Tuesday, March 20, 2012

Recipe adopted from Williams-Sonoma's Sauce.

Salmon is commonly served with a cream based sauce accompanied with lemon and dill, but for this recipe, a charmoula is used.  Charmoula is a marinade or sauce of Moroccan descent that uses a combination of fresh herbs and spices from the area.  Along with the well known health benefits of salmon, the fact that this dish requires only minutes of actual prep work makes it a winner in my book.


4 cloves garlic
1/3 cup firmly packed fresh cilantro
1/3 cup firmly packed fresh Italian parsley
1/4 cup fresh lemon juice (juice from one large lemon)
1 teaspoon Kosher salt
1 1/2 teaspoons paprika
3/4 teaspoon ground cumin
1/8 teaspoon cayenne pepper
1/2 cup extra-virgin olive oil

4 center-cut salmon fillets, 6 ounces each


Using a food processor, add the garlic cloves, followed by the cilantro, lemon juice, parsley, salt, paprika, cumin, and cayenne, and puree until smooth.  Next, create an emulsion by very slowly adding the olive oil while the food processor is running.  By feeding in the oil at a slow rate, you are making it easier to break the oil into microscopic charged droplets that will be suspended in the mixture, giving the charmoula its desired consistency.  If you've ever made a vinaigrette, mayonnaise, or Hollandaise sauce, you're already an expert with the process.

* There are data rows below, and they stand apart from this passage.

//! `railscred-provider`: provider service binary entry point.
//!
//! Exposes the Rails credentials codec to an infrastructure orchestrator as
//! request/response pairs: one master-key resource and two data sources.
//!
//! Startup sequence:
//! 1. Load and validate [`Config`] from environment variables.
//! 2. Initialise structured JSON logging.
//! 3. Build the Axum router and serve until Ctrl-C or SIGTERM.

mod config;
mod server;
mod telemetry;

use anyhow::{Context, Result};
use tracing::{info, warn};

use config::Config;
use server::state::AppState;

#[tokio::main]
async fn main() -> Result<()> {
    // -----------------------------------------------------------------------
    // 1. Configuration
    // -----------------------------------------------------------------------
    let cfg = Config::from_env().map_err(|e| {
        // Telemetry is not yet up; write to stderr directly.
        eprintln!("ERROR: configuration invalid: {e:#}");
        e
    })?;

    // -----------------------------------------------------------------------
    // 2. Telemetry
    // -----------------------------------------------------------------------
    telemetry::init_telemetry(&cfg.log_level)?;
    info!(
        version = env!("CARGO_PKG_VERSION"),
        port = cfg.listen_port,
        "railscred-provider starting"
    );

    // -----------------------------------------------------------------------
    // 3. HTTP server
    // -----------------------------------------------------------------------
    let router = server::router::build(AppState::default(), cfg.request_timeout());

    let addr = cfg.socket_addr()?;
    let listener = tokio::net::TcpListener::bind(addr)
        .await
        .with_context(|| format!("failed to bind {addr}"))?;
    info!(addr = %addr, "listening");

    axum::serve(listener, router)
        .with_graceful_shutdown(shutdown_signal())
        .await
        .context("server error")?;

    info!("railscred-provider stopped");
    Ok(())
}

async fn shutdown_signal() {
    let ctrl_c = async {
        if let Err(e) = tokio::signal::ctrl_c().await {
            warn!(error = %e, "failed to listen for Ctrl-C");
            std::future::pending::<()>().await;
        }
    };

    #[cfg(unix)]
    let terminate = async {
        use tokio::signal::unix::{signal, SignalKind};
        match signal(SignalKind::terminate()) {
            Ok(mut sigterm) => {
                sigterm.recv().await;
            }
            Err(e) => {
                warn!(error = %e, "failed to listen for SIGTERM");
                std::future::pending::<()>().await;
            }
        }
    };

    #[cfg(not(unix))]
    let terminate = std::future::pending::<()>();

    tokio::select! {
        _ = ctrl_c => {},
        _ = terminate => {},
    }
    info!("shutdown signal received");
}
//! Injectable source of cryptographically secure random bytes.
//!
//! Key generation and every `seal` call draw from a [`RandomSource`]. The
//! default [`OsRandom`] reads the operating system CSPRNG; tests substitute a
//! mock to get deterministic nonces or to simulate an exhausted source.

use aes_gcm::aead::{rand_core::RngCore, OsRng};

use crate::Error;

/// A provider of secure random bytes.
///
/// Implementations must fail with [`Error::RandomnessUnavailable`] rather than
/// fall back to a weaker source.
#[cfg_attr(test, mockall::automock)]
pub trait RandomSource: Send + Sync {
    /// Fill `buf` entirely with random bytes.
    fn fill(&self, buf: &mut [u8]) -> Result<(), Error>;
}

/// The operating system CSPRNG.
#[derive(Debug, Clone, Copy, Default)]
pub struct OsRandom;

impl RandomSource for OsRandom {
    fn fill(&self, buf: &mut [u8]) -> Result<(), Error> {
        OsRng
            .try_fill_bytes(buf)
            .map_err(|e| Error::RandomnessUnavailable(e.to_string()))
    }
}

Once the charmoula is ready, coat the salmon fillets in 3 tablespoons of the marinade.  Cover with plastic wrap and refrigerate for a couple of hours.

Remove the salmon from the refrigerator and preheat the oven to 350° F.  This will give just enough time for the salmon to come to room temperature.

Line a rimmed sheet pan with foil, lightly coat with olive oil, and evenly space the salmon fillets on the pan.  Bake for 15 to 20 minutes, or until firm to the touch and flaky.  Top each fillet with charmoula, and serve.